» Task statement:
Each line of the listing that contains the word "returns" is to be copied.

» Excerpted data:
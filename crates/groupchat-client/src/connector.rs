use crate::{error::ClientError, surface::PresentationSurface, users::UserSet};
use groupchat_core::{
    decode_frame, encode_chat_line, encode_frame, sanitize_field, DecodeReport, Frame,
    LineFrameDecoder, DEFAULT_MAX_FRAME_BYTES,
};
use std::{
    sync::{
        atomic::{AtomicBool, Ordering},
        Arc,
    },
    time::Duration,
};
use tokio::{
    io::{AsyncBufReadExt, AsyncReadExt, AsyncWriteExt, BufReader},
    net::{
        tcp::{OwnedReadHalf, OwnedWriteHalf},
        TcpStream,
    },
    sync::{watch, Mutex},
    task::JoinHandle,
};
use tracing::{debug, info, warn};

pub const DEFAULT_HANDSHAKE_TIMEOUT: Duration = Duration::from_secs(10);

#[derive(Clone, Debug)]
pub struct ClientConfig {
    pub name: String,
    pub host: String,
    pub port: u16,
    pub handshake_timeout: Duration,
    pub max_frame_bytes: usize,
}

impl ClientConfig {
    pub fn new(name: impl Into<String>, host: impl Into<String>, port: u16) -> Self {
        Self {
            name: name.into(),
            host: host.into(),
            port,
            handshake_timeout: DEFAULT_HANDSHAKE_TIMEOUT,
            max_frame_bytes: DEFAULT_MAX_FRAME_BYTES,
        }
    }

    fn addr(&self) -> String {
        format!("{}:{}", self.host, self.port)
    }
}

/// A joined chat session. Dropping it stops the receive loop; [`close`]
/// additionally says goodbye to the hub.
///
/// [`close`]: ChatConnection::close
pub struct ChatConnection {
    display_name: String,
    users: Arc<UserSet>,
    connected: Arc<AtomicBool>,
    writer: Mutex<Option<OwnedWriteHalf>>,
    surface: Arc<dyn PresentationSurface>,
    max_frame_bytes: usize,
    stop_tx: watch::Sender<bool>,
    receive_task: Mutex<Option<JoinHandle<()>>>,
}

/// Connects, performs the join handshake and starts the receive loop.
///
/// Any failure before the ack has been read is reported to `surface` as a
/// handshake error. A failed TCP connect returns [`ClientError::Connect`];
/// everything after that returns [`ClientError::HandshakeFailed`].
pub async fn connect(
    config: ClientConfig,
    surface: Arc<dyn PresentationSurface>,
) -> Result<ChatConnection, ClientError> {
    let addr = config.addr();
    let stream = match TcpStream::connect(&addr).await {
        Ok(stream) => stream,
        Err(source) => {
            warn!(event = "client_connect_failed", addr = %addr, error = %source);
            surface.on_handshake_error(&format!("could not reach {addr}: {source}"));
            return Err(ClientError::Connect { addr, source });
        }
    };
    let (reader_half, mut writer_half) = stream.into_split();
    let mut reader = BufReader::new(reader_half);

    let (display_name, users) = match handshake(&config, &mut reader, &mut writer_half).await {
        Ok(joined) => joined,
        Err(reason) => {
            warn!(event = "client_handshake_failed", addr = %addr, reason = %reason);
            surface.on_handshake_error(&reason);
            return Err(ClientError::HandshakeFailed(reason));
        }
    };
    info!(
        event = "client_joined",
        addr = %addr,
        requested = %config.name,
        name = %display_name,
        online = users.len()
    );

    let user_set = Arc::new(UserSet::new());
    user_set.seed(users.iter().cloned());
    surface.on_connected(&display_name, &user_set.sorted());

    let connected = Arc::new(AtomicBool::new(true));
    let (stop_tx, stop_rx) = watch::channel(false);
    let receive_task = tokio::spawn(receive_loop(
        reader,
        LineFrameDecoder::new(config.max_frame_bytes),
        user_set.clone(),
        surface.clone(),
        connected.clone(),
        stop_rx,
    ));

    Ok(ChatConnection {
        display_name,
        users: user_set,
        connected,
        writer: Mutex::new(Some(writer_half)),
        surface,
        max_frame_bytes: config.max_frame_bytes,
        stop_tx,
        receive_task: Mutex::new(Some(receive_task)),
    })
}

async fn handshake(
    config: &ClientConfig,
    reader: &mut BufReader<OwnedReadHalf>,
    writer: &mut OwnedWriteHalf,
) -> Result<(String, Vec<String>), String> {
    let requested = sanitize_field(&config.name);
    if requested.trim().is_empty() {
        return Err("display name is empty".to_string());
    }
    let request = encode_frame(
        &Frame::JoinRequest {
            name: requested.into_owned(),
        },
        config.max_frame_bytes,
    )
    .map_err(|err| err.to_string())?;
    writer
        .write_all(&request)
        .await
        .map_err(|err| format!("failed to send join request: {err}"))?;
    writer
        .flush()
        .await
        .map_err(|err| format!("failed to send join request: {err}"))?;

    let mut line = Vec::new();
    let limit = (config.max_frame_bytes + 2) as u64;
    let mut limited = (&mut *reader).take(limit);
    let read = tokio::time::timeout(
        config.handshake_timeout,
        limited.read_until(b'\n', &mut line),
    )
    .await
    .map_err(|_| format!("no reply within {:?}", config.handshake_timeout))?
    .map_err(|err| format!("failed to read reply: {err}"))?;
    if read == 0 {
        return Err("server closed the connection before acknowledging".to_string());
    }

    match decode_frame(&line, config.max_frame_bytes) {
        Ok(Frame::JoinAck {
            resolved_name,
            users,
        }) => Ok((resolved_name, users)),
        Ok(other) => Err(format!("expected join_ack, got {}", other.kind())),
        Err(err) => Err(format!("malformed reply: {err}")),
    }
}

» Solution:
/// handshake error. A failed TCP connect returns [`ClientError::Connect`];
/// everything after that returns [`ClientError::HandshakeFailed`].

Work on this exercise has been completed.